PS. The Directors some time since sent a Catalogue of the Books in the Library, which we hope got to hand.
4. BF’s letter is above, XIX, 270. The committee enclosed the list of books mentioned in Rhoads’s postscript.
5. The books that BF sent the Library via Richard Bache were John Hawkesworth, An Account of the Voyages Undertaken by the Order of His Present Majesty for Making Discoveries in the Southern Hemisphere … (3 vols., London, 1773); James Macpherson (the “translator” of the Ossianic poems), The Iliad of Homer … (2 vols., London, 1773); and part I of vol. II of Sir John Dalrymple, Memoirs of Great Britain and Ireland … (2nd ed.: 2 vols. in 3, London, 1771–88), which contained official correspondence and was published in 1773.
6. For the journals of the House see above, XIX, 270. The Library Co. had been interested in the Encyclopédie for almost three years: above, XVIII, 17, 69, 117–18; XIX, 117.
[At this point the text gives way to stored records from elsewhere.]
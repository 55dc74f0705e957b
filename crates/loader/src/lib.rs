//! Module loading runtime.
//!
//! * [`LoaderRegistry`]: the composite [`ClassPath`] of installed module
//!   locations, extended in place by `install` and logically shrunk by
//!   `uninstall`.
//! * [`ResolutionCache`]: the current [`SystemClassLoader`], built lazily once
//!   per epoch and retired whenever the repository changes in a way that can
//!   affect which classes are visible.
//! * [`ModuleSystem`]: owns one registry wired to one cache. Independent
//!   systems can coexist in a process.
//!
//! ```no_run
//! use std::sync::Arc;
//!
//! use sprig_loader::ModuleSystem;
//! use sprig_vfs::FileSystemPool;
//! use url::Url;
//!
//! let system = ModuleSystem::new(Arc::new(FileSystemPool::new()));
//! let modules = Url::parse("file:///opt/app/modules/core/").unwrap();
//! system.registry().initialize([&modules]).unwrap();
//! let class = system.load_class("org.acme.Widget");
//! ```

mod cache;
mod error;
mod registry;
mod system;
mod system_loader;

pub use cache::ResolutionCache;
pub use error::RegistryError;
pub use registry::LoaderRegistry;
pub use sprig_classpath::{ClassName, ClassPath, LoadError, LoadedClass};
pub use system::ModuleSystem;
pub use system_loader::SystemClassLoader;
7. The now famous Philadelphia landmark had been completed in 1771. The Library’s moving into it was apparently a reason why the first Continental Congress met there in 1774: Charles H. Cohen, “The Origins of Carpenters’ Hall …,” Numismatic and Antiquarian Soc. of Philadelphia Pub., XXVIII (1916–18), 124.
8. For the members of the committee see above, XVIII, 18 n; XIX, 153 n.
9. The Library’s catalogue was The Charter, Laws, and Catalogue of Books of the Library Company of Philadelphia … (Philadelphia, 1770). A presentation copy to BF, inscribed by Francis Hopkinson, is now in the Library of the APS. This was presumably the volume that BF acknowledged on Feb. 18, 1774, along with the other “Catalogue” or list of books to be bought. Strahan shipped the order at that time; see his bill below, Sept. 13, 1774.
10. The Polly was the tea ship; Capt. Ayres was clearly allowed to pick up letters, but the day after this one was written he was compelled to return to England with his cargo. Labaree, Tea Party, pp. 158–9.